VISA - Antonio Lucio, global chief marketing officer described how, over a two year period, coinciding with the company going public, the company transformed itself to think audience first, guided by social media principles of sharing, participation and recommendation, activated via a combination of paid, owned and shared media.
Antonio discussed the new path to customer transactions, from funnel to loyalty loop across many touch points, with an army of advocates.

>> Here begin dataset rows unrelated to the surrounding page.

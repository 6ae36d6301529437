//! Prometheus metrics for monitoring server health and report intake.
//!
//! Metrics are exposed in Prometheus text format on a dedicated listener
//! when `METRICS_BIND` is set. Without an installed exporter every recorder
//! call is a no-op, so handlers record unconditionally.
//!
//! # Metrics Categories
//!
//! - **HTTP Metrics**: Request counts, duration, status codes
//! - **Report Metrics**: Reports submitted, evidence images stored
//! - **Auth Metrics**: Login attempts, rejected tokens
//!
//! # Example Usage
//!
//! ```rust,no_run
//! use ns_server::metrics;
//! use std::net::SocketAddr;
//!
//! let addr: SocketAddr = "127.0.0.1:9090".parse().unwrap();
//! metrics::init_metrics(addr).unwrap();
//!
//! metrics::http_requests_total("POST", "/auth/login", 200);
//! ```

use metrics_exporter_prometheus::PrometheusBuilder;
use std::net::SocketAddr;

/// Initialize Prometheus metrics exporter.
///
/// Metrics will be available at `http://<addr>/metrics`.
///
/// # Arguments
///
/// - `addr`: Address to bind the metrics server to (e.g., `0.0.0.0:9090`)
///
/// # Returns
///
/// Result indicating success or error message
pub fn init_metrics(addr: SocketAddr) -> Result<(), String> {
    PrometheusBuilder::new()
        .with_http_listener(addr)
        .install()
        .map_err(|e| format!("Failed to install Prometheus exporter: {}", e))
}

// ============================================================================
// HTTP Metrics
// ============================================================================

/// Record HTTP request.
///
/// Increments the total HTTP request counter with method, path, and status labels.
pub fn http_requests_total(method: &str, path: &str, status: u16) {
    metrics::counter!("http_requests_total",
        "method" => method.to_string(),
        "path" => path.to_string(),
        "status" => status.to_string()
    )
    .increment(1);
}

/// Record HTTP request duration in milliseconds.
pub fn http_request_duration_ms(method: &str, path: &str, duration_ms: f64) {
    metrics::histogram!("http_request_duration_ms",
        "method" => method.to_string(),
        "path" => path.to_string()
    )
    .record(duration_ms);
}

// ============================================================================
// Report Metrics
// ============================================================================

/// Increment reports submitted counter.
pub fn reports_submitted_total(anonymous: bool) {
    metrics::counter!("reports_submitted_total",
        "anonymous" => anonymous.to_string()
    )
    .increment(1);
}

/// Count evidence images kept with a stored report.
pub fn evidence_images_stored(count: usize) {
    metrics::counter!("evidence_images_stored_total").increment(count as u64);
}

/// Increment rejected submissions counter.
pub fn reports_rejected_total(reason: &'static str) {
    metrics::counter!("reports_rejected_total",
        "reason" => reason
    )
    .increment(1);
}

// ============================================================================
// Auth Metrics
// ============================================================================

/// Increment login attempts counter.
pub fn login_attempts_total(success: bool) {
    metrics::counter!("login_attempts_total",
        "success" => success.to_string()
    )
    .increment(1);
}

/// Increment rejected bearer token counter.
pub fn rejected_tokens_total() {
    metrics::counter!("rejected_tokens_total").increment(1);
}
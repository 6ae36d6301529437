//! HTTP server for Namma Suraksha community incident reporting.
//!
//! The binary in `main.rs` wires configuration, logging and the database
//! together; everything it serves lives in [`api`].

pub mod api;
pub mod config;
pub mod logging;
pub mod metrics;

He described the social media principles as:
- Sharing is the new giving.
- Participation is the new consumption.
- Recommendation is the new advertising.
He emphasized that the new 'media play' needed to include paid, owned and shared media. In other words, integrating traditional advertising with VISA owned communications and social media opportunities helped strengthen the loyalty loop.
|David Rogers, Schmitt open BRITE Conference '11
Domino's Pizza - Russell Weiner, chief marketing officer, shared the story of Radical Authenticity and the Domino's pizza turnaround. Having accepted pizza eaters' dismal feedback, the company decided to reinvent their pizza from the crust up and tell the truth [i.e., it wasn't just 'new and improved'] in a compelling and authentic way.

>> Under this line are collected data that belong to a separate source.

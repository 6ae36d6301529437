//! Authentication manager implementation.

use super::{
    errors::{AuthError, AuthResult},
    models::{
        AccessToken, AccessTokenClaims, LoginRequest, NewUser, RegisterRequest, User, UserId,
    },
    verifier::JwtVerifier,
};
use crate::db::UserRepository;
use argon2::{
    Argon2,
    password_hash::{PasswordHash, PasswordHasher, PasswordVerifier, SaltString, rand_core::OsRng},
};
use chrono::{Duration, Utc};
use jsonwebtoken::{EncodingKey, Header, encode};
use std::sync::Arc;

/// Default access token lifetime
pub const DEFAULT_TOKEN_DURATION_SECS: i64 = 3600;

/// Authentication manager
#[derive(Clone)]
pub struct AuthManager {
    users: Arc<dyn UserRepository>,
    pepper: String,
    encoding_key: EncodingKey,
    verifier: JwtVerifier,
    access_token_duration: Duration,
    /// Hash checked when the identifier is unknown, so both failures cost the same
    dummy_hash: String,
}

impl AuthManager {
    /// Create a new authentication manager
    ///
    /// # Arguments
    ///
    /// * `users` - Credential store
    /// * `pepper` - Server-side pepper for password hashing
    /// * `jwt_secret` - Secret key for JWT signing
    ///
    /// # Returns
    ///
    /// * `AuthManager` - New authentication manager instance
    pub fn new(users: Arc<dyn UserRepository>, pepper: String, jwt_secret: String) -> Self {
        let mut manager = Self {
            users,
            pepper,
            encoding_key: EncodingKey::from_secret(jwt_secret.as_bytes()),
            verifier: JwtVerifier::new(&jwt_secret),
            access_token_duration: Duration::seconds(DEFAULT_TOKEN_DURATION_SECS),
            dummy_hash: String::new(),
        };
        manager.dummy_hash = manager
            .hash_password("namma-suraksha-timing-equaliser")
            .unwrap_or_default();
        manager
    }

    /// Override the access token lifetime
    pub fn with_token_duration(mut self, duration: Duration) -> Self {
        self.access_token_duration = duration;
        self
    }

    /// Verifier that accepts the tokens this manager issues
    pub fn verifier(&self) -> JwtVerifier {
        self.verifier.clone()
    }

    /// Register a new user
    ///
    /// # Arguments
    ///
    /// * `request` - Registration request with email, username, password, etc.
    ///
    /// # Returns
    ///
    /// * `AuthResult<User>` - Created user or error
    ///
    /// # Errors
    ///
    /// * `AuthError::UsernameTaken` - Username already exists
    /// * `AuthError::EmailTaken` - Email already exists
    /// * `AuthError::InvalidUsername` - Username format invalid
    /// * `AuthError::InvalidEmail` - Email format invalid
    /// * `AuthError::WeakPassword` - Password too weak
    pub async fn register(&self, request: RegisterRequest) -> AuthResult<User> {
        self.validate_registration(&request)?;

        let username = request.username.trim().to_string();
        let email = normalize_email(&request.email);
        let name = request.name.trim().to_string();

        // Hash password with Argon2id + pepper
        let password_hash = self.hash_password(&request.password)?;

        let phone = request
            .phone
            .map(|p| p.trim().to_string())
            .filter(|p| !p.is_empty());

        // Uniqueness is enforced by the store's constraints, not a prior lookup
        let id = self
            .users
            .create_user(NewUser {
                email,
                username,
                password_hash,
                name,
                phone,
                photo: request.photo,
            })
            .await?;

        log::info!("Registered user {}", id);

        self.users.find_by_id(id).await?.ok_or(AuthError::UserNotFound)
    }

    /// Check the registration fields without touching storage
    ///
    /// Callers that write files alongside the account run this first.
    ///
    /// # Errors
    ///
    /// * `AuthError::InvalidUsername` - Username format invalid
    /// * `AuthError::InvalidEmail` - Email format invalid
    /// * `AuthError::MissingName` - Blank name
    /// * `AuthError::WeakPassword` - Password too weak
    pub fn validate_registration(&self, request: &RegisterRequest) -> AuthResult<()> {
        self.validate_username(request.username.trim())?;
        self.validate_email(&normalize_email(&request.email))?;
        if request.name.trim().is_empty() {
            return Err(AuthError::MissingName);
        }
        self.validate_password(&request.password)
    }

    /// Login a user
    ///
    /// # Arguments
    ///
    /// * `request` - Login request with email-or-username and password
    ///
    /// # Returns
    ///
    /// * `AuthResult<(User, AccessToken)>` - User and bearer token or error
    ///
    /// # Errors
    ///
    /// * `AuthError::InvalidCredentials` - Unknown identifier or wrong password
    pub async fn login(&self, request: LoginRequest) -> AuthResult<(User, AccessToken)> {
        let identifier = request.identifier.trim();

        let Some(credentials) = self.users.find_by_identifier(identifier).await? else {
            // Burn the same hashing work as a real check before failing
            let _ = self.verify_password(&request.password, &self.dummy_hash);
            return Err(AuthError::InvalidCredentials);
        };

        self.verify_password(&request.password, &credentials.password_hash)?;

        let token = self.issue_access_token(credentials.user.id, &credentials.user.username)?;

        Ok((credentials.user, token))
    }

    /// Look up the profile of an authenticated user
    pub async fn profile(&self, user_id: UserId) -> AuthResult<User> {
        self.users
            .find_by_id(user_id)
            .await?
            .ok_or(AuthError::UserNotFound)
    }

    /// Verify an access token
    ///
    /// # Arguments
    ///
    /// * `token` - JWT access token
    ///
    /// # Returns
    ///
    /// * `AuthResult<AccessTokenClaims>` - Decoded claims or error
    pub fn verify_access_token(&self, token: &str) -> AuthResult<AccessTokenClaims> {
        self.verifier.verify(token)
    }

    /// Hash password with Argon2id + pepper
    fn hash_password(&self, password: &str) -> AuthResult<String> {
        // Add pepper to password
        let peppered = format!("{}{}", password, self.pepper);
        let salt = SaltString::generate(&mut OsRng);
        let argon2 = Argon2::default();

        Ok(argon2
            .hash_password(peppered.as_bytes(), &salt)
            .map_err(|_| AuthError::HashingFailed)?
            .to_string())
    }

    /// Verify password against hash
    fn verify_password(&self, password: &str, hash: &str) -> AuthResult<()> {
        let peppered = format!("{}{}", password, self.pepper);
        let parsed_hash = PasswordHash::new(hash).map_err(|_| AuthError::InvalidCredentials)?;
        let argon2 = Argon2::default();

        argon2
            .verify_password(peppered.as_bytes(), &parsed_hash)
            .map_err(|_| AuthError::InvalidCredentials)
    }

    /// Generate JWT access token
    fn issue_access_token(&self, user_id: UserId, username: &str) -> AuthResult<AccessToken> {
        let now = Utc::now();
        let expires_at = now + self.access_token_duration;
        let claims = AccessTokenClaims {
            sub: user_id,
            username: username.to_string(),
            exp: expires_at.timestamp(),
            iat: now.timestamp(),
        };

        let token = encode(&Header::default(), &claims, &self.encoding_key)?;

        Ok(AccessToken { token, expires_at })
    }

    /// Validate username format
    fn validate_username(&self, username: &str) -> AuthResult<()> {
        let len = username.chars().count();
        if !(3..=30).contains(&len) {
            return Err(AuthError::InvalidUsername(
                "Username must be 3-30 characters".to_string(),
            ));
        }

        if !username
            .chars()
            .all(|c| c.is_alphanumeric() || c == '_' || c == '.' || c == '-')
        {
            return Err(AuthError::InvalidUsername(
                "Username can only contain letters, numbers, dots, hyphens and underscores"
                    .to_string(),
            ));
        }

        if username.contains('@') {
            return Err(AuthError::InvalidUsername(
                "Username cannot contain @".to_string(),
            ));
        }

        Ok(())
    }

    /// Validate email shape; delivery is never attempted
    fn validate_email(&self, email: &str) -> AuthResult<()> {
        let mut parts = email.split('@');
        let (Some(local), Some(domain), None) = (parts.next(), parts.next(), parts.next()) else {
            return Err(AuthError::InvalidEmail(
                "Email must contain a single @".to_string(),
            ));
        };

        if local.is_empty() || domain.is_empty() || email.chars().any(char::is_whitespace) {
            return Err(AuthError::InvalidEmail(
                "Email must look like name@domain".to_string(),
            ));
        }

        Ok(())
    }

    /// Validate password strength
    fn validate_password(&self, password: &str) -> AuthResult<()> {
        if password.chars().count() < 8 {
            return Err(AuthError::WeakPassword(
                "Password must be at least 8 characters".to_string(),
            ));
        }

        Ok(())
    }
}

/// Emails are matched case-insensitively: stored and looked up lower-cased
pub fn normalize_email(email: &str) -> String {
    email.trim().to_lowercase()
}
//! Safety news handlers.

use axum::{
    Json,
    extract::{
        Query, State,
        rejection::{JsonRejection, QueryRejection},
    },
    http::StatusCode,
};
use namma_suraksha::news::{NewNewsItem, NewsCategory, NewsItem};
use serde::Deserialize;

use super::{AppState, error::ApiResult, middleware::CurrentIdentity};

#[derive(Debug, Deserialize)]
pub struct NewsQuery {
    pub category: Option<String>,
}

/// Latest news, optionally for one category
pub async fn list_news(
    State(state): State<AppState>,
    query: Result<Query<NewsQuery>, QueryRejection>,
) -> ApiResult<Json<Vec<NewsItem>>> {
    let Query(query) = query?;
    let category = match query.category.as_deref().map(str::trim) {
        None | Some("") => None,
        Some(name) => Some(name.parse::<NewsCategory>()?),
    };

    Ok(Json(state.news.list(category).await?))
}

/// Publish a news item
pub async fn create_news(
    State(state): State<AppState>,
    CurrentIdentity(identity): CurrentIdentity,
    payload: Result<Json<NewNewsItem>, JsonRejection>,
) -> ApiResult<(StatusCode, Json<NewsItem>)> {
    let Json(item) = payload?;
    let item = state.news.create(item.validated()?).await?;

    tracing::info!(news_id = item.id, by = %identity.subject, "News item published");
    Ok((StatusCode::CREATED, Json(item)))
}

1. Aired an honest ad: "We listened to our toughest critics; they inspired us to reinvent our pizza from the crust up." Added live Twitter feed to home page; included long form video to further detail the story. Note: used documentary style film maker.
2. Ad based on having focus group participants try the new pizza. Posted the entire video online so viewers could see for themselves that the footage was authentic.
3. Found consumers who had never tried Domino's. Held an online competition to identify Domino's Pizza holdouts [e.g., Scott Schoyer].
4. Show us your pizza invited customers to upload their own photos of Domino's Pizza. This was in contrast to normal product photo practice which had little to do with fresh pizza.
5. Show us your problems. Send photos of poor looking pizza or delivery issues.
6. Where do the ingredients come from? Focus on 100% transparency let to BehindThePizza.com
- Listen and do something about what you learn.
- Very important to report back to detractors on changes made. Show response.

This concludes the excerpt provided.